Constituency of the National Assembly of France

The 7th constituency of Val-de-Marne is a French legislative constituency in the Val-de-Marne département.

==Description==

The 7th constituency of Val-de-Marne was moved entirely as a result of the 2010 redistricting of French legislative constituencies and now covers the same territory as the old 12th Constituency of Val-de-Marne.
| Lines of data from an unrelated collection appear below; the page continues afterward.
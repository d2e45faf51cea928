use std::fs;
use std::path::{Path, PathBuf};

use encoding_rs::Encoding;

use crate::cancel::CancellationToken;
use crate::engine::{SearchTarget, SearchWalker, WalkConfig};
use crate::entry::EntryKind;
use crate::error::{Result, TrawlError};
use crate::filter::{Filter, MatcherOptions};
use crate::matcher::EntryMatcher;
use crate::predicate::DirectoryPredicate;
use crate::results::{SearchResults, SearchTelemetry, TerminationReason};

// ---------------------------------------------------------------------------
// SearchBuilder
// ---------------------------------------------------------------------------

/// Entry point for configuring and executing a search.
///
/// Created via [`trawl::search()`](crate::search). Configure with chained
/// builder methods, then call [`build()`](SearchBuilder::build) for a lazy
/// [`SearchWalker`] or [`run()`](SearchBuilder::run) to drain it.
///
/// # Example
///
/// ```rust,no_run
/// use trawl::{Filter, MatcherOptions};
///
/// let results = trawl::search("/var/log")
///     .files(MatcherOptions::named(Filter::new(r"\.log$")?))
///     .limit(10)
///     .collect_matches(true)
///     .run()?;
/// # Ok::<(), trawl::TrawlError>(())
/// ```
#[derive(Debug, Clone)]
pub struct SearchBuilder {
    root:            PathBuf,
    files:           Option<MatcherOptions>,
    directories:     Option<MatcherOptions>,
    target:          Option<SearchTarget>,
    predicate:       Option<DirectoryPredicate>,
    config:          WalkConfig,
    cancel:          CancellationToken,
    collect_matches: bool,
    collect_errors:  bool,
}

impl SearchBuilder {
    pub(crate) fn new(root: PathBuf) -> Self {
        Self {
            root,
            files:           None,
            directories:     None,
            target:          None,
            predicate:       None,
            config:          WalkConfig::default(),
            cancel:          CancellationToken::new(),
            collect_matches: false,
            collect_errors:  false,
        }
    }

    // ── Matchers ──────────────────────────────────────────────────────────

    /// Filters for files.
    ///
    /// Without any filters every file matches.
    pub fn files(mut self, options: MatcherOptions) -> Self {
        self.files = Some(options);
        self
    }

    /// Filters for directories.
    ///
    /// Without any filters every directory matches.
    pub fn directories(mut self, options: MatcherOptions) -> Self {
        self.directories = Some(options);
        self
    }

    /// What to yield.
    ///
    /// Defaults to whatever received filters: both → `All`, only
    /// directories → `Directories`, otherwise `Files`.
    pub fn target(mut self, target: SearchTarget) -> Self {
        self.target = Some(target);
        self
    }

    /// Include/exclude rule consulted before files in a directory are matched
    /// and before descending into it.
    pub fn directory_predicate(mut self, predicate: DirectoryPredicate) -> Self {
        self.predicate = Some(predicate);
        self
    }

    // ── Options ───────────────────────────────────────────────────────────

    /// Descend into subdirectories. Enabled by default.
    pub fn recurse(mut self, yes: bool) -> Self {
        self.config.recurse = yes;
        self
    }

    /// Encoding for file content without a byte-order-mark. UTF-8 by default.
    pub fn default_encoding(mut self, encoding: &'static Encoding) -> Self {
        self.config.default_encoding = encoding;
        self
    }

    /// Silently skip entries that cannot be read instead of yielding errors.
    pub fn ignore_inaccessible(mut self, yes: bool) -> Self {
        self.config.ignore_inaccessible = yes;
        self
    }

    /// Descend into directories that were themselves matched. Enabled by default.
    ///
    /// Operations that remove or rename matched directories turn this off so
    /// the walker never enters a subtree that was just altered.
    pub fn can_recurse_match(mut self, yes: bool) -> Self {
        self.config.can_recurse_match = yes;
        self
    }

    /// Stop after `n` matches.
    pub fn limit(mut self, n: usize) -> Self {
        self.config.limit = Some(n);
        self
    }

    /// Token that stops the walk at the next entry boundary once cancelled.
    pub fn cancellation(mut self, token: CancellationToken) -> Self {
        self.cancel = token;
        self
    }

    /// Keep matched entries in [`SearchResults::matches`].
    ///
    /// Disabled by default to avoid holding every match in memory.
    pub fn collect_matches(mut self, yes: bool) -> Self {
        self.collect_matches = yes;
        self
    }

    /// Keep recoverable errors in [`SearchResults::errors`].
    ///
    /// Disabled by default. Errors are still counted in the telemetry.
    pub fn collect_errors(mut self, yes: bool) -> Self {
        self.collect_errors = yes;
        self
    }

    // ── Accessors used by the engines ─────────────────────────────────────

    pub fn root(&self) -> &Path {
        &self.root
    }

    pub(crate) fn with_root(mut self, root: &Path) -> Self {
        self.root = root.to_path_buf();
        self
    }

    /// The name filter applied to entries of `kind`, if any.
    pub(crate) fn name_filter(&self, kind: EntryKind) -> Option<&Filter> {
        let options = match kind {
            EntryKind::File => self.files.as_ref(),
            EntryKind::Directory => self.directories.as_ref(),
        };
        options.and_then(|o| o.name.as_ref())
    }

    fn resolved_target(&self) -> SearchTarget {
        self.target.unwrap_or(match (&self.files, &self.directories) {
            (Some(_), Some(_)) => SearchTarget::All,
            (None, Some(_)) => SearchTarget::Directories,
            _ => SearchTarget::Files,
        })
    }

    // ── Execute ───────────────────────────────────────────────────────────

    /// Validate the configuration and create the walker.
    ///
    /// # Errors
    ///
    /// Returns `Err` for fatal configuration errors: a root that is missing or
    /// not a directory, file-only filters on directories, empty ranges, or a
    /// zero limit. Nothing is traversed until the walker is polled.
    pub fn build(mut self) -> Result<SearchWalker> {
        match fs::metadata(&self.root) {
            Ok(metadata) if metadata.is_dir() => {}
            _ => return Err(TrawlError::InvalidSource(self.root)),
        }
        if self.config.limit == Some(0) {
            return Err(TrawlError::InvalidConfig("limit must be greater than zero".into()));
        }

        self.config.target = self.resolved_target();
        let encoding = self.config.default_encoding;

        let files = match self.config.target.includes_files() {
            true => {
                let options = self.files.unwrap_or_default();
                options.validate(false)?;
                Some(EntryMatcher::files(options).with_default_encoding(encoding))
            }
            false => None,
        };
        let directories = match self.config.target.includes_directories() {
            true => {
                let options = self.directories.unwrap_or_default();
                options.validate(true)?;
                Some(EntryMatcher::directories(options))
            }
            false => None,
        };

        Ok(SearchWalker::new(
            self.root,
            self.config,
            files,
            directories,
            self.predicate,
            self.cancel,
        ))
    }

    /// Drain the walker and return aggregated results.
    ///
    /// Recoverable errors never stop the search; they are counted and, with
    /// `.collect_errors(true)`, kept in [`SearchResults::errors`].
    pub fn run(self) -> Result<SearchResults> {
        let collect_matches = self.collect_matches;
        let collect_errors = self.collect_errors;

        let mut walker = self.build()?;
        let mut matches = Vec::new();
        let mut errors = Vec::new();
        let mut error_count = 0;
        let mut unmeasured = 0;

        for item in walker.by_ref() {
            match item {
                Ok(mut found) => {
                    // The walker only sums sizes it already fetched.
                    if found.is_file() && !found.metadata_state().is_fetched() {
                        if let Ok(metadata) = found.metadata() {
                            unmeasured += metadata.len();
                        }
                    }
                    if collect_matches {
                        matches.push(found);
                    }
                }
                Err(e) => {
                    error_count += 1;
                    if collect_errors {
                        errors.push(e);
                    }
                }
            }
        }

        let walked = walker.telemetry();
        let telemetry = SearchTelemetry {
            errors: error_count,
            total_size: walked.total_size + unmeasured,
            ..walked
        };
        Ok(SearchResults {
            matches,
            telemetry,
            termination: walker.termination().unwrap_or(TerminationReason::Completed),
            errors,
        })
    }
}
The seat occupies the south west corner of the department.

Because of these boundary changes historical comparisons can not be made with the old 7th Constituency. The old 12th Constituency of Val-de-Marne elected a UMP deputy at the 2002 and the 2007 elections.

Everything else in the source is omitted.